» Dataset entries:
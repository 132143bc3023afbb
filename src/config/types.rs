//! Configuration types and structures.
//!
//! `Config` is the fully resolved configuration every other part of the
//! plugin reads. Partial user input lives in [`super::patch::ConfigPatch`];
//! this type is always complete and internally consistent.

use crate::search::FindCommand;
use serde::{Deserialize, Deserializer, Serialize, Serializer};
use std::path::{Path, PathBuf};

/// Fixed filetype identifier registered with the host editor.
pub const NOTES_FILETYPE: &str = "notevault";

/// The three kinds of notes that carry template bindings.
#[derive(Debug, Clone, Copy, PartialEq, Eq, Hash, Serialize, Deserialize)]
#[serde(rename_all = "snake_case")]
pub enum NoteKind {
    Normal,
    Daily,
    Weekly,
}

/// Filename scheme for newly created notes.
#[derive(Debug, Clone, Copy, PartialEq, Eq, Default, Serialize, Deserialize)]
#[serde(rename_all = "kebab-case")]
pub enum NewNoteFilename {
    /// Use the note title (default)
    #[default]
    Title,
    /// Use a generated timestamp id
    Uuid,
    /// Timestamp id, separator, then title
    UuidTitle,
    /// Title, separator, then timestamp id
    TitleUuid,
}

/// Link style for inserted images.
#[derive(Debug, Clone, Copy, PartialEq, Eq, Default, Serialize, Deserialize)]
#[serde(rename_all = "snake_case")]
pub enum ImageLinkStyle {
    /// `![](path)` (default)
    #[default]
    Markdown,
    /// `![[path]]`
    Wiki,
}

/// Sort order for note listings.
#[derive(Debug, Clone, Copy, PartialEq, Eq, Default, Serialize, Deserialize)]
#[serde(rename_all = "snake_case")]
pub enum SortOrder {
    #[default]
    Filename,
    Modified,
}

/// How tags are written inside notes.
#[derive(Debug, Clone, Copy, PartialEq, Eq, Default, Serialize, Deserialize)]
pub enum TagNotation {
    #[default]
    #[serde(rename = "#tag")]
    HashTag,
    #[serde(rename = ":tag:")]
    ColonTag,
    #[serde(rename = "yaml-bare")]
    YamlBare,
}

/// Placement policy for new notes.
#[derive(Debug, Clone, Copy, PartialEq, Eq, Default, Serialize, Deserialize)]
#[serde(rename_all = "snake_case")]
pub enum NewNoteLocation {
    /// Daily/weekly links go to their special directory, everything else to home (default)
    #[default]
    Smart,
    /// Always create in home
    PreferHome,
    /// Create next to the note the link came from
    SameAsCurrent,
}

/// Template selection policy when several templates could apply.
#[derive(Debug, Clone, Copy, PartialEq, Eq, Default, Serialize, Deserialize)]
#[serde(rename_all = "snake_case")]
pub enum TemplateHandling {
    /// Pick by note kind, fall back to the plain new-note template (default)
    #[default]
    Smart,
    /// Always use the plain new-note template
    PreferNewNote,
    /// Prompt the user
    AlwaysAsk,
}

/// Mark placement in the calendar widget.
#[derive(Debug, Clone, Copy, PartialEq, Eq, Default, Serialize, Deserialize)]
#[serde(rename_all = "kebab-case")]
pub enum CalendarMark {
    /// Marker on the left, fitted to the day cell (default)
    #[default]
    LeftFit,
    Left,
    Right,
}

/// Calendar widget options, a nested sub-configuration with its own defaults.
#[derive(Debug, Clone, Copy, PartialEq, Eq, Serialize, Deserialize)]
pub struct CalendarConfig {
    /// Week-numbering mode (default: 4, ISO week numbers).
    #[serde(default = "default_weeknm")]
    pub weeknm: u8,

    /// 1 if weeks start on Monday, 0 for Sunday (default: 1).
    #[serde(default = "default_calendar_monday")]
    pub calendar_monday: u8,

    /// Mark placement for days that have notes (default: left-fit).
    #[serde(default)]
    pub calendar_mark: CalendarMark,
}

impl Default for CalendarConfig {
    fn default() -> Self {
        Self {
            weeknm: default_weeknm(),
            calendar_monday: default_calendar_monday(),
            calendar_mark: CalendarMark::default(),
        }
    }
}

fn default_weeknm() -> u8 {
    4
}

fn default_calendar_monday() -> u8 {
    1
}

/// A template assignment for one note kind.
///
/// `Disabled` stands in for "no template configured": downstream template
/// loading treats it exactly like a nonexistent file and silently produces
/// an empty note instead of erroring on a missing setting.
#[derive(Debug, Clone, PartialEq, Eq, Default)]
pub enum TemplateBinding {
    Path(PathBuf),
    #[default]
    Disabled,
}

impl TemplateBinding {
    /// The configured template path, if any.
    pub fn path(&self) -> Option<&Path> {
        match self {
            TemplateBinding::Path(p) => Some(p.as_path()),
            TemplateBinding::Disabled => None,
        }
    }

    pub fn is_disabled(&self) -> bool {
        matches!(self, TemplateBinding::Disabled)
    }

    /// Anchor a relative template path at `base`. Disabled stays disabled.
    pub fn resolved(&self, base: &Path) -> TemplateBinding {
        match self {
            TemplateBinding::Path(p) if !p.is_absolute() => TemplateBinding::Path(base.join(p)),
            other => other.clone(),
        }
    }
}

// Serialized as a plain string; empty string or null means disabled. This
// keeps the YAML/JSON shape flat while the in-memory form stays a tagged
// enum rather than a magic path value.
impl Serialize for TemplateBinding {
    fn serialize<S: Serializer>(&self, serializer: S) -> Result<S::Ok, S::Error> {
        match self {
            TemplateBinding::Path(p) => serializer.serialize_str(&p.to_string_lossy()),
            TemplateBinding::Disabled => serializer.serialize_str(""),
        }
    }
}

impl<'de> Deserialize<'de> for TemplateBinding {
    fn deserialize<D: Deserializer<'de>>(deserializer: D) -> Result<Self, D::Error> {
        let raw = Option::<String>::deserialize(deserializer)?;
        Ok(match raw {
            None => TemplateBinding::Disabled,
            Some(s) if s.is_empty() => TemplateBinding::Disabled,
            Some(s) => TemplateBinding::Path(PathBuf::from(s)),
        })
    }
}

/// Template bindings per note kind. Always carries exactly the three kinds.
#[derive(Debug, Clone, PartialEq, Eq, Default, Serialize, Deserialize)]
pub struct NoteTypeTemplates {
    pub normal: TemplateBinding,
    pub daily: TemplateBinding,
    pub weekly: TemplateBinding,
}

impl NoteTypeTemplates {
    /// Get the binding for a note kind.
    pub fn get(&self, kind: NoteKind) -> &TemplateBinding {
        match kind {
            NoteKind::Normal => &self.normal,
            NoteKind::Daily => &self.daily,
            NoteKind::Weekly => &self.weekly,
        }
    }
}

/// Fully resolved plugin configuration.
///
/// Built by [`Config::with_home`](super::defaults), overlaid with a
/// [`ConfigPatch`](super::patch::ConfigPatch), then completed by
/// [`derive_all`](super::derive::derive_all). After that pipeline, `home` and
/// every special directory are absolute and `note_type_templates` mirrors the
/// three template fields.
#[derive(Debug, Clone, PartialEq, Serialize, Deserialize)]
pub struct Config {
    /// Vault home directory. Anchors every relative path setting.
    pub home: PathBuf,

    /// Bind files under `home` matching `extension` to the notes filetype.
    #[serde(default = "default_true")]
    pub take_over_my_home: bool,

    /// Register the notes filetype with the host editor.
    #[serde(default = "default_true")]
    pub auto_set_filetype: bool,

    /// Directory for daily notes.
    pub dailies: PathBuf,

    /// Directory for weekly notes.
    pub weeklies: PathBuf,

    /// Directory holding note templates.
    pub templates: PathBuf,

    /// Subdirectory for pasted images, or `None` to store next to the note.
    #[serde(default)]
    pub image_subdir: Option<PathBuf>,

    /// Note file extension, including the leading dot.
    #[serde(default = "default_extension")]
    pub extension: String,

    /// Filename scheme for new notes.
    #[serde(default)]
    pub new_note_filename: NewNoteFilename,

    /// strftime format for generated note ids.
    #[serde(default = "default_uuid_type")]
    pub uuid_type: String,

    /// Separator between id and title in combined filename schemes.
    #[serde(default = "default_uuid_sep")]
    pub uuid_sep: String,

    /// Replacement for spaces in filenames, or `None` to keep spaces.
    #[serde(default)]
    pub filename_space_subst: Option<String>,

    /// Following a link to a missing note creates it.
    #[serde(default = "default_true")]
    pub follow_creates_nonexisting: bool,

    /// Opening a missing daily note creates it.
    #[serde(default = "default_true")]
    pub dailies_create_nonexisting: bool,

    /// Opening a missing weekly note creates it.
    #[serde(default = "default_true")]
    pub weeklies_create_nonexisting: bool,

    /// Link style for inserted images.
    #[serde(default)]
    pub image_link_style: ImageLinkStyle,

    /// Sort order for note listings.
    #[serde(default)]
    pub sort: SortOrder,

    /// Include subdirectories when generating links.
    #[serde(default = "default_true")]
    pub subdirs_in_links: bool,

    /// Wire the calendar widget up to daily notes.
    #[serde(default = "default_true")]
    pub plug_into_calendar: bool,

    /// Calendar widget options.
    #[serde(default)]
    pub calendar_opts: CalendarConfig,

    /// How tags are written inside notes.
    #[serde(default)]
    pub tag_notation: TagNotation,

    /// Placement policy for new notes.
    #[serde(default)]
    pub new_note_location: NewNoteLocation,

    /// Template selection policy.
    #[serde(default)]
    pub template_handling: TemplateHandling,

    /// Renaming a note rewrites links that point at it.
    #[serde(default = "default_true")]
    pub rename_update_links: bool,

    /// Selecting a day in the calendar opens that day's daily note.
    #[serde(default)]
    pub journal_auto_open: bool,

    /// Template for plain new notes.
    #[serde(default)]
    pub template_new_note: TemplateBinding,

    /// Template for new daily notes.
    #[serde(default)]
    pub template_new_daily: TemplateBinding,

    /// Template for new weekly notes.
    #[serde(default)]
    pub template_new_weekly: TemplateBinding,

    /// Derived: template binding per note kind.
    #[serde(default)]
    pub note_type_templates: NoteTypeTemplates,

    /// Derived: file extensions included in note listings.
    #[serde(default)]
    pub filter_extensions: Vec<String>,

    /// Derived: accelerated file listing command, when the search tool is
    /// installed. `None` means no accelerated search is available.
    #[serde(default, skip_serializing_if = "Option::is_none")]
    pub find_command: Option<FindCommand>,

    /// Derived: whether the search tool's PCRE mode is usable.
    #[serde(default)]
    pub rg_pcre: bool,
}

impl Config {
    /// Recompute `note_type_templates` from the three template fields.
    pub fn rebind_note_type_templates(&mut self) {
        self.note_type_templates = NoteTypeTemplates {
            normal: self.template_new_note.clone(),
            daily: self.template_new_daily.clone(),
            weekly: self.template_new_weekly.clone(),
        };
    }
}

pub(crate) fn default_true() -> bool {
    true
}

pub(crate) fn default_extension() -> String {
    ".md".to_string()
}

pub(crate) fn default_uuid_type() -> String {
    "%Y%m%d%H%M".to_string()
}

pub(crate) fn default_uuid_sep() -> String {
    "-".to_string()
}

#[cfg(test)]
mod tests {
    use super::*;

    #[test]
    fn test_template_binding_empty_string_is_disabled() {
        let binding: TemplateBinding = serde_yaml::from_str("\"\"").unwrap();
        assert!(binding.is_disabled());
    }

    #[test]
    fn test_template_binding_null_is_disabled() {
        let binding: TemplateBinding = serde_yaml::from_str("null").unwrap();
        assert!(binding.is_disabled());
    }

    #[test]
    fn test_template_binding_path_round_trip() {
        let binding = TemplateBinding::Path(PathBuf::from("/notes/templates/daily.md"));
        let yaml = serde_yaml::to_string(&binding).unwrap();
        let back: TemplateBinding = serde_yaml::from_str(&yaml).unwrap();
        assert_eq!(binding, back);
    }

    #[test]
    fn test_template_binding_resolved_keeps_absolute() {
        let binding = TemplateBinding::Path(PathBuf::from("/abs/t.md"));
        assert_eq!(binding.resolved(Path::new("/notes")), binding);

        let relative = TemplateBinding::Path(PathBuf::from("templates/t.md"));
        assert_eq!(
            relative.resolved(Path::new("/notes")),
            TemplateBinding::Path(PathBuf::from("/notes/templates/t.md"))
        );
    }

    #[test]
    fn test_note_type_templates_serializes_three_keys() {
        let templates = NoteTypeTemplates::default();
        let value = serde_json::to_value(&templates).unwrap();
        let map = value.as_object().unwrap();
        assert_eq!(map.len(), 3);
        assert!(map.contains_key("normal"));
        assert!(map.contains_key("daily"));
        assert!(map.contains_key("weekly"));
    }

    #[test]
    fn test_enum_wire_names() {
        assert_eq!(
            serde_yaml::to_string(&NewNoteFilename::UuidTitle).unwrap().trim(),
            "uuid-title"
        );
        assert_eq!(
            serde_yaml::to_string(&TagNotation::HashTag).unwrap().trim(),
            "'#tag'"
        );
        assert_eq!(
            serde_yaml::to_string(&CalendarMark::LeftFit).unwrap().trim(),
            "left-fit"
        );
        let parsed: NewNoteLocation = serde_yaml::from_str("prefer_home").unwrap();
        assert_eq!(parsed, NewNoteLocation::PreferHome);
    }
}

» INSTRUCTIONS FOR THE TASK:
For each line above that contains "plain", make a copy.

» EXPECTED ANSWER:
    /// Pick by note kind, fall back to the plain new-note template (default)
    /// Always use the plain new-note template
// Serialized as a plain string; empty string or null means disabled. This
    /// Template for plain new notes.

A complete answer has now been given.